I would still get some weekend exercise weather I had a dog or not, but with Lucy, I'm outside doing something with her Every night. My weekends almost always involve an full afternoon of hiking somewhere. 

I haven't sat down and watched TV, other then the news, weather, and '24' in about a month.


----------



## AquaClaraCanines (Mar 5, 2006)

More for sure- I have always had dogs, but I would NEVER walk or prob even go outside if I didn't have dogs


----------



## RickGibbs (Dec 16, 2005)

Funny.....no one is getting less exercise....


----------



## Ninde'Gold (Oct 21, 2006)

I get more exercise now. I used to never go outside...at all... lol.

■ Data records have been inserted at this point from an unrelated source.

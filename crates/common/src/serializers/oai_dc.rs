//! Simple Dublin Core

use super::{access_right_uri, list_at, recid, str_at, XmlBuilder, PUBLISHER};
use crate::config::SiteConfig;
use serde_json::Value;

pub fn oai_dc(record: &Value, site: &SiteConfig) -> String {
    let mut xml = XmlBuilder::new();
    xml.open(
        "oai_dc:dc",
        &[
            ("xmlns:oai_dc", "http://www.openarchives.org/OAI/2.0/oai_dc/"),
            ("xmlns:dc", "http://purl.org/dc/elements/1.1/"),
            ("xmlns:xsi", "http://www.w3.org/2001/XMLSchema-instance"),
            (
                "xsi:schemaLocation",
                "http://www.openarchives.org/OAI/2.0/oai_dc/ http://www.openarchives.org/OAI/2.0/oai_dc.xsd",
            ),
        ],
    );

    if let Some(title) = str_at(record, "/title") {
        xml.leaf("dc:title", &[], title);
    }
    for creator in list_at(record, "creators") {
        if let Some(name) = str_at(creator, "/name") {
            xml.leaf("dc:creator", &[], name);
        }
    }
    for keyword in list_at(record, "keywords").iter().filter_map(Value::as_str) {
        xml.leaf("dc:subject", &[], keyword);
    }
    if let Some(description) = str_at(record, "/description") {
        xml.leaf("dc:description", &[], description);
    }
    xml.leaf("dc:publisher", &[], PUBLISHER);
    if let Some(date) = str_at(record, "/publication_date") {
        xml.leaf("dc:date", &[], date);
    }
    if let Some(kind) = str_at(record, "/resource_type/type") {
        xml.leaf("dc:type", &[], kind);
    }
    if let Some(doi) = str_at(record, "/doi") {
        xml.leaf("dc:identifier", &[], &format!("https://doi.org/{}", doi));
    }
    if let Some(recid) = recid(record) {
        xml.leaf("dc:identifier", &[], &site.record_url(&recid));
    }
    for related in list_at(record, "related_identifiers") {
        if let Some(identifier) = str_at(related, "/identifier") {
            xml.leaf("dc:relation", &[], identifier);
        }
    }
    let access_right = str_at(record, "/access_right").unwrap_or("open");
    xml.leaf("dc:rights", &[], access_right_uri(access_right));
    if let Some(url) = str_at(record, "/license/url") {
        xml.leaf("dc:rights", &[], url);
    }

    xml.close("oai_dc:dc");
    xml.finish()
}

Now I walk everyday with Tucker and play outside with him 

There's still days when we just hang out on the couch and watch TV though :


----------



## lgnutah (Feb 26, 2007)

I don't like leaving for work without taking Brooks on a walk....and I can assure you if I didn't have a dog I would NEVER find time to take a walk before work.

Before I had Brooks I would just putter around the yard after work. If I didn't have a dog I wouldn't actually take a walk, though.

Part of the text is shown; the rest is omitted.